▸ **WHAT THE TASK REQUIRES**: Give the records again in full, exactly as written.

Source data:
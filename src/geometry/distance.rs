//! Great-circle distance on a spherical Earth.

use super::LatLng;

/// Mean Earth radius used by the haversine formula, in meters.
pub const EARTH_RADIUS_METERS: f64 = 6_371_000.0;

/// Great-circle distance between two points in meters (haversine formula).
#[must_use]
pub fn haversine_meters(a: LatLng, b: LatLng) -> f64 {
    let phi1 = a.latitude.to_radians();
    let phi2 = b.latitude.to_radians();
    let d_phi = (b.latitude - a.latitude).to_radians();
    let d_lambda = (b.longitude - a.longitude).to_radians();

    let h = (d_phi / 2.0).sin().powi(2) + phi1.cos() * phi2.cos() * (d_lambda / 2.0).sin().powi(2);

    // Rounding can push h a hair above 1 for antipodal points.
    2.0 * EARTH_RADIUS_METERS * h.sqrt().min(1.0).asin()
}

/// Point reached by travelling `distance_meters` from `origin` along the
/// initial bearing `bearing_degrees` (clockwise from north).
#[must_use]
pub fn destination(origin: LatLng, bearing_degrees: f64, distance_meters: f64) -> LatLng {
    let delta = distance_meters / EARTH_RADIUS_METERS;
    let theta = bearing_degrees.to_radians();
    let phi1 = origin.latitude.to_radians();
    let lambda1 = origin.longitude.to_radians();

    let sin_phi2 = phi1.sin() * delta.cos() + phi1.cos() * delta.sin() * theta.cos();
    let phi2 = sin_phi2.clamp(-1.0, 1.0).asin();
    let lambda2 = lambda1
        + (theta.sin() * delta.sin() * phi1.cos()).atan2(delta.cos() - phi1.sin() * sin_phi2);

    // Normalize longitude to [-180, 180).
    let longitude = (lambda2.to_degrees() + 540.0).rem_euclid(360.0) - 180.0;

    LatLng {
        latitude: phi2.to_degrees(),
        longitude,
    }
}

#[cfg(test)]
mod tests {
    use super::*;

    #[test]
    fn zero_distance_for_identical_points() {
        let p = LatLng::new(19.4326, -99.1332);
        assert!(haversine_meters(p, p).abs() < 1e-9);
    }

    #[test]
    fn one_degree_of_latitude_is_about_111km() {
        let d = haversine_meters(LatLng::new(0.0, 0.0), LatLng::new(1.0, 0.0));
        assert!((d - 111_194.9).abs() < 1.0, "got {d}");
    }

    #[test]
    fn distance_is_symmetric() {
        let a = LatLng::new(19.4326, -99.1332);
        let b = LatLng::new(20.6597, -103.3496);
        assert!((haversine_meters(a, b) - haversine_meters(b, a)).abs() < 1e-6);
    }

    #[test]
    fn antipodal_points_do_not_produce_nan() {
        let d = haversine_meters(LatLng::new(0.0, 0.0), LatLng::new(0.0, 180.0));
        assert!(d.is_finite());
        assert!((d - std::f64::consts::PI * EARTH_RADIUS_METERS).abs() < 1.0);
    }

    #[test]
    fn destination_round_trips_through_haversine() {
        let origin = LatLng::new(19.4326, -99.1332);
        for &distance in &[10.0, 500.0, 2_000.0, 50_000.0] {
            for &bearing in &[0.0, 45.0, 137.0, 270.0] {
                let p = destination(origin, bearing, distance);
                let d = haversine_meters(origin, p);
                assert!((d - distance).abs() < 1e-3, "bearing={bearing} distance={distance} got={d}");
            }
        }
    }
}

▸ **WRITTEN SOLUTION**:
filename src/geometry/distance.rs
//! Great-circle distance on a spherical Earth.

use super::LatLng;

/// Mean Earth radius used by the haversine formula, in meters.
pub const EARTH_RADIUS_METERS: f64 = 6_371_000.0;

/// Great-circle distance between two points in meters (haversine formula).
#[must_use]
pub fn haversine_meters(a: LatLng, b: LatLng) -> f64 {
    let phi1 = a.latitude.to_radians();
    let phi2 = b.latitude.to_radians();
    let d_phi = (b.latitude - a.latitude).to_radians();
    let d_lambda = (b.longitude - a.longitude).to_radians();

    let h = (d_phi / 2.0).sin().powi(2) + phi1.cos() * phi2.cos() * (d_lambda / 2.0).sin().powi(2);

    // Rounding can push h a hair above 1 for antipodal points.
    2.0 * EARTH_RADIUS_METERS * h.sqrt().min(1.0).asin()
}

/// Point reached by travelling `distance_meters` from `origin` along the
/// initial bearing `bearing_degrees` (clockwise from north).
#[must_use]
pub fn destination(origin: LatLng, bearing_degrees: f64, distance_meters: f64) -> LatLng {
    let delta = distance_meters / EARTH_RADIUS_METERS;
    let theta = bearing_degrees.to_radians();
    let phi1 = origin.latitude.to_radians();
    let lambda1 = origin.longitude.to_radians();

    let sin_phi2 = phi1.sin() * delta.cos() + phi1.cos() * delta.sin() * theta.cos();
    let phi2 = sin_phi2.clamp(-1.0, 1.0).asin();
    let lambda2 = lambda1
        + (theta.sin() * delta.sin() * phi1.cos()).atan2(delta.cos() - phi1.sin() * sin_phi2);

    // Normalize longitude to [-180, 180).
    let longitude = (lambda2.to_degrees() + 540.0).rem_euclid(360.0) - 180.0;

    LatLng {
        latitude: phi2.to_degrees(),
        longitude,
    }
}

#[cfg(test)]
mod tests {
    use super::*;

    #[test]
    fn zero_distance_for_identical_points() {
        let p = LatLng::new(19.4326, -99.1332);
        assert!(haversine_meters(p, p).abs() < 1e-9);
    }

    #[test]
    fn one_degree_of_latitude_is_about_111km() {
        let d = haversine_meters(LatLng::new(0.0, 0.0), LatLng::new(1.0, 0.0));
        assert!((d - 111_194.9).abs() < 1.0, "got {d}");
    }

    #[test]
    fn distance_is_symmetric() {
        let a = LatLng::new(19.4326, -99.1332);
        let b = LatLng::new(20.6597, -103.3496);
        assert!((haversine_meters(a, b) - haversine_meters(b, a)).abs() < 1e-6);
    }

    #[test]
    fn antipodal_points_do_not_produce_nan() {
        let d = haversine_meters(LatLng::new(0.0, 0.0), LatLng::new(0.0, 180.0));
        assert!(d.is_finite());
        assert!((d - std::f64::consts::PI * EARTH_RADIUS_METERS).abs() < 1.0);
    }

    #[test]
    fn destination_round_trips_through_haversine() {
        let origin = LatLng::new(19.4326, -99.1332);
        for &distance in &[10.0, 500.0, 2_000.0, 50_000.0] {
            for &bearing in &[0.0, 45.0, 137.0, 270.0] {
                let p = destination(origin, bearing, distance);
                let d = haversine_meters(origin, p);
                assert!((d - distance).abs() < 1e-3, "bearing={bearing} distance={distance} got={d}");
            }
        }
    }
}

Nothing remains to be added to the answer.